_DIRECTIONS FOR THIS TASK_:
Once you have checked each line below for the word "Option", give the number of lines that have it and nothing further.

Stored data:
"""
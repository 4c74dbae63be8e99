// Offline song rendering: every audible hit is placed at its absolute frame,
// then trimmed sample copies are mixed into fixed-length buffers. Nothing here
// reads the clock, so the same inputs always produce the same frames.

use std::collections::{BTreeMap, HashMap, HashSet};
use std::path::Path;

use log::{debug, info, warn};

use crate::audio::{SampleBuffer, SampleCache, StereoFrame, Voice};
use crate::config::RenderSettings;
use crate::error::RenderError;
use crate::pipeline::{Channel, SongScene};
use crate::sequencer::dispatch::resolve;
use crate::sequencer::timing::{step_duration_ms, swing_offset_ms, triplet_duration_ms};
use crate::sequencer::ChannelSnapshot;
use crate::shared::{triplet_count, ChannelId, PunchIn, Timeline};

pub const MIX_LABEL: &str = "mix";

// Rendered buffers keyed by label: `"mix"`, or a channel's label per stem.
pub type Renders = BTreeMap<String, Vec<StereoFrame>>;

#[derive(Clone, Copy, Debug, PartialEq, Eq)]
pub enum RenderMode {
    Mix,
    Stems,
    Stem(ChannelId),
}

// A channel's sample, trimmed once and reused for every hit.
struct Prepared {
    buffer: SampleBuffer,
    gain: f32,
    rate: f64,
}

#[derive(Clone, Copy, Debug, PartialEq)]
struct Hit {
    frame: usize,
    channel_id: ChannelId,
    semitones: f32,
}

// Total length of the scenes, without the tail.
pub fn song_duration_seconds(scenes: &[SongScene]) -> f64 {
    scenes.iter().map(SongScene::duration_seconds).sum()
}

pub fn render_song(
    scenes: &[SongScene],
    channels: &[Channel],
    mode: RenderMode,
    settings: &RenderSettings,
    cache: &SampleCache,
) -> Result<Renders, RenderError> {
    if scenes.is_empty() {
        return Err(RenderError::EmptySong);
    }
    let seconds = song_duration_seconds(scenes) + settings.tail_seconds.max(0.0);
    if seconds > settings.max_song_seconds {
        return Err(RenderError::TooLong { seconds, limit: settings.max_song_seconds });
    }

    let targets: Vec<&Channel> = match mode {
        RenderMode::Mix => channels.iter().collect(),
        RenderMode::Stems => channels.iter().filter(|c| c.sample.is_some()).collect(),
        RenderMode::Stem(id) => {
            let ch = channels
                .iter()
                .find(|c| c.id == id)
                .ok_or(RenderError::UnknownChannel(id))?;
            if ch.sample.is_none() {
                return Err(RenderError::NoSample(id));
            }
            vec![ch]
        }
    };

    let mut prepared = HashMap::new();
    for ch in &targets {
        match prepare(ch, cache) {
            Ok(Some(p)) => {
                prepared.insert(ch.id, p);
            }
            Ok(None) => {}
            Err(e) if matches!(mode, RenderMode::Stem(_)) => return Err(e),
            Err(e) => warn!("{}: {e}, rendering it silent", ch.label()),
        }
    }

    let total_frames = (seconds * settings.sample_rate as f64).round() as usize;
    let hits = collect_hits(scenes, channels, &prepared, settings.sample_rate);
    info!(
        "rendering {} scene(s), {} hit(s), {total_frames} frames ({mode:?})",
        scenes.len(),
        hits.len()
    );

    let mut renders = Renders::new();
    match mode {
        RenderMode::Mix => {
            let mut out = vec![StereoFrame::zero(); total_frames];
            for hit in &hits {
                place(&mut out, hit, &prepared, settings.sample_rate);
            }
            renders.insert(MIX_LABEL.to_string(), out);
        }
        RenderMode::Stems | RenderMode::Stem(_) => {
            let mut used = HashSet::new();
            for ch in &targets {
                let mut out = vec![StereoFrame::zero(); total_frames];
                for hit in hits.iter().filter(|h| h.channel_id == ch.id) {
                    place(&mut out, hit, &prepared, settings.sample_rate);
                }
                renders.insert(unique_label(&mut used, ch), out);
            }
        }
    }
    debug!("rendered {} buffer(s)", renders.len());
    Ok(renders)
}

// Channel names are free text, so a `-{id}` suffix can collide with a real name too.
fn unique_label(used: &mut HashSet<String>, ch: &Channel) -> String {
    let base = ch.label();
    let mut label = base.clone();
    let mut n = 1;
    while !used.insert(label.clone()) {
        label = if n == 1 { format!("{base}-{}", ch.id) } else { format!("{base}-{}-{n}", ch.id) };
        n += 1;
    }
    label
}

fn prepare(ch: &Channel, cache: &SampleCache) -> Result<Option<Prepared>, RenderError> {
    let Some(sample) = ch.sample.as_ref() else {
        return Ok(None);
    };
    let decoded = cache.load_wav(Path::new(&sample.source))?;
    Ok(Some(Prepared {
        buffer: decoded.trimmed(sample.trim_start_ms, sample.trim_end_ms),
        gain: ch.combined_volume(),
        rate: sample.playback_rate as f64,
    }))
}

// Every audible hit of the song, in time order per scene.
fn collect_hits(
    scenes: &[SongScene],
    channels: &[Channel],
    prepared: &HashMap<ChannelId, Prepared>,
    sample_rate: u32,
) -> Vec<Hit> {
    let sr = sample_rate as f64;
    let mut hits = Vec::new();
    let mut offset_ms = 0.0;

    for scene in scenes {
        let snapshots: Vec<ChannelSnapshot> = channels
            .iter()
            .map(|ch| {
                let pattern = scene.pattern_for(ch.id);
                ChannelSnapshot {
                    channel_id: ch.id,
                    steps: pattern.steps.clone(),
                    triplet_steps: pattern.triplet_steps.clone(),
                    muted: ch.muted,
                    solo: ch.solo,
                    has_sample: prepared.contains_key(&ch.id),
                }
            })
            .collect();

        let step_ms = step_duration_ms(scene.bpm);
        for idx in 0..scene.step_count {
            let at = offset_ms + idx as f64 * step_ms + swing_offset_ms(idx, scene.swing, step_ms);
            for fired in resolve(&snapshots, Timeline::Straight, idx, PunchIn::None) {
                hits.push(Hit {
                    frame: (at / 1000.0 * sr).round() as usize,
                    channel_id: fired.channel_id,
                    semitones: scene.pattern_for(fired.channel_id).pitch(idx),
                });
            }
        }

        let triplet_ms = triplet_duration_ms(scene.bpm);
        for idx in 0..triplet_count(scene.step_count) {
            let at = offset_ms + idx as f64 * triplet_ms;
            for fired in resolve(&snapshots, Timeline::Triplet, idx, PunchIn::None) {
                hits.push(Hit {
                    frame: (at / 1000.0 * sr).round() as usize,
                    channel_id: fired.channel_id,
                    semitones: 0.0,
                });
            }
        }

        offset_ms += scene.duration_seconds() * 1000.0;
    }
    hits
}

fn place(out: &mut [StereoFrame], hit: &Hit, prepared: &HashMap<ChannelId, Prepared>, sample_rate: u32) {
    let Some(p) = prepared.get(&hit.channel_id) else {
        return;
    };
    if hit.frame >= out.len() {
        return;
    }
    let pitch = 2f64.powf(hit.semitones as f64 / 12.0);
    let step = p.rate * pitch * p.buffer.sample_rate as f64 / sample_rate as f64;
    let mut voice = Voice::whole(&p.buffer, step, p.gain);
    voice.render_into(&p.buffer, &mut out[hit.frame..]);
}

#[cfg(test)]
mod tests {
    use super::*;
    use crate::pipeline::{Pattern, Sample};
    use crate::shared::SceneId;

    const SR: u32 = 1000;

    fn settings() -> RenderSettings {
        RenderSettings { sample_rate: SR, tail_seconds: 0.5, max_song_seconds: 60.0 }
    }

    // one frame of 1.0 so each hit shows up as a single spike
    fn cache_with_click(key: &str) -> SampleCache {
        let cache = SampleCache::new(SR);
        cache.insert(key, SampleBuffer::from_mono(&[1.0], SR));
        cache
    }

    fn channel(id: u32, source: Option<&str>) -> Channel {
        let mut ch = Channel::new(ChannelId(id), 16);
        ch.volume = 1.0;
        ch.sample = source.map(|s| Sample::new(s, 1.0));
        ch
    }

    fn scene(bpm: f64, steps: &[(u32, &[usize])]) -> SongScene {
        let mut s = SongScene::new(SceneId(0), "a", bpm, 16, 0.0);
        for (id, hits) in steps {
            let mut p = Pattern::new(16);
            for &i in *hits {
                p.toggle_step(i);
            }
            s.patterns.insert(ChannelId(*id), p);
        }
        s
    }

    fn spikes(buf: &[StereoFrame]) -> Vec<usize> {
        buf.iter().enumerate().filter(|(_, f)| f.left != 0.0).map(|(i, _)| i).collect()
    }

    #[test]
    fn test_empty_song_is_an_error() {
        let cache = SampleCache::new(SR);
        let err = render_song(&[], &[], RenderMode::Mix, &settings(), &cache).unwrap_err();
        assert!(matches!(err, RenderError::EmptySong));
    }

    #[test]
    fn test_too_long_is_an_error() {
        let cache = SampleCache::new(SR);
        let mut s = settings();
        s.max_song_seconds = 1.0;
        let err = render_song(&[scene(120.0, &[])], &[], RenderMode::Mix, &s, &cache).unwrap_err();
        assert!(matches!(err, RenderError::TooLong { .. }));
    }

    #[test]
    fn test_mix_places_hits_on_the_grid() {
        let cache = cache_with_click("click");
        let chans = vec![channel(0, Some("click"))];
        let song = [scene(120.0, &[(0, &[0, 4, 8, 12])])];
        let out = render_song(&song, &chans, RenderMode::Mix, &settings(), &cache).unwrap();
        let mix = &out[MIX_LABEL];
        assert_eq!(mix.len(), 2500); // 2s of scene plus 0.5s tail
        assert_eq!(spikes(mix), vec![0, 500, 1000, 1500]);
    }

    #[test]
    fn test_swing_delays_offbeats_offline() {
        let cache = cache_with_click("click");
        let chans = vec![channel(0, Some("click"))];
        let mut s = scene(120.0, &[(0, &[0, 1])]);
        s.swing = 100.0;
        let out = render_song(&[s], &chans, RenderMode::Mix, &settings(), &cache).unwrap();
        // step 1 at 125ms plus 0.75 * 125ms
        assert_eq!(spikes(&out[MIX_LABEL]), vec![0, 219]);
    }

    #[test]
    fn test_second_scene_starts_after_first() {
        let cache = cache_with_click("click");
        let chans = vec![channel(0, Some("click"))];
        let song = [scene(120.0, &[(0, &[0])]), scene(240.0, &[(0, &[1])])];
        let out = render_song(&song, &chans, RenderMode::Mix, &settings(), &cache).unwrap();
        assert_eq!(spikes(&out[MIX_LABEL]), vec![0, 2000 + 63]);
    }

    #[test]
    fn test_muted_and_soloed_channels_offline() {
        let cache = cache_with_click("click");
        let mut chans = vec![channel(0, Some("click")), channel(1, Some("click"))];
        let song = [scene(120.0, &[(0, &[0]), (1, &[1])])];

        chans[0].muted = true;
        let out = render_song(&song, &chans, RenderMode::Mix, &settings(), &cache).unwrap();
        assert_eq!(spikes(&out[MIX_LABEL]), vec![125]);

        chans[0].muted = false;
        chans[0].solo = true;
        let out = render_song(&song, &chans, RenderMode::Mix, &settings(), &cache).unwrap();
        assert_eq!(spikes(&out[MIX_LABEL]), vec![0]);
    }

    #[test]
    fn test_stems_split_by_channel() {
        let cache = cache_with_click("click");
        let chans = vec![channel(0, Some("click")), channel(1, Some("click")), channel(2, None)];
        let song = [scene(120.0, &[(0, &[0]), (1, &[2])])];
        let out = render_song(&song, &chans, RenderMode::Stems, &settings(), &cache).unwrap();
        assert_eq!(out.keys().collect::<Vec<_>>(), vec!["ch1", "ch2"]);
        assert_eq!(spikes(&out["ch1"]), vec![0]);
        assert_eq!(spikes(&out["ch2"]), vec![250]);
    }

    #[test]
    fn test_stem_errors() {
        let cache = cache_with_click("click");
        let chans = vec![channel(0, None)];
        let song = [scene(120.0, &[])];
        let s = settings();
        assert!(matches!(
            render_song(&song, &chans, RenderMode::Stem(ChannelId(9)), &s, &cache),
            Err(RenderError::UnknownChannel(ChannelId(9)))
        ));
        assert!(matches!(
            render_song(&song, &chans, RenderMode::Stem(ChannelId(0)), &s, &cache),
            Err(RenderError::NoSample(ChannelId(0)))
        ));
    }

    #[test]
    fn test_failed_decode_is_silent_in_mix() {
        let cache = SampleCache::new(SR);
        let chans = vec![channel(0, Some("/no/such/file.wav"))];
        let song = [scene(120.0, &[(0, &[0])])];
        let out = render_song(&song, &chans, RenderMode::Mix, &settings(), &cache).unwrap();
        assert!(spikes(&out[MIX_LABEL]).is_empty());
        assert!(render_song(&song, &chans, RenderMode::Stem(ChannelId(0)), &settings(), &cache).is_err());
    }

    #[test]
    fn test_duplicate_labels_get_suffixed() {
        let cache = cache_with_click("click");
        let mut chans = vec![channel(0, Some("click")), channel(1, Some("click"))];
        chans[0].name = "drums".into();
        chans[1].name = "drums".into();
        let out = render_song(&[scene(120.0, &[])], &chans, RenderMode::Stems, &settings(), &cache).unwrap();
        assert!(out.contains_key("drums"));
        assert!(out.contains_key("drums-1"));
    }

    #[test]
    fn test_suffixed_label_never_replaces_a_real_name() {
        let cache = cache_with_click("click");
        let mut chans = vec![
            channel(0, Some("click")),
            channel(1, Some("click")),
            channel(2, Some("click")),
        ];
        chans[0].name = "drums".into();
        chans[1].name = "drums".into();
        chans[2].name = "drums-1".into();
        let song = [scene(120.0, &[(2, &[4])])];
        let out = render_song(&song, &chans, RenderMode::Stems, &settings(), &cache).unwrap();
        assert_eq!(out.len(), 3);
        assert_eq!(out.keys().collect::<Vec<_>>(), vec!["drums", "drums-1", "drums-1-2"]);
        // channel 2's hit survives under its fallback label
        assert_eq!(spikes(&out["drums-1-2"]), vec![500]);
    }
}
"""
_ANSWER TO THIS TASK_:
2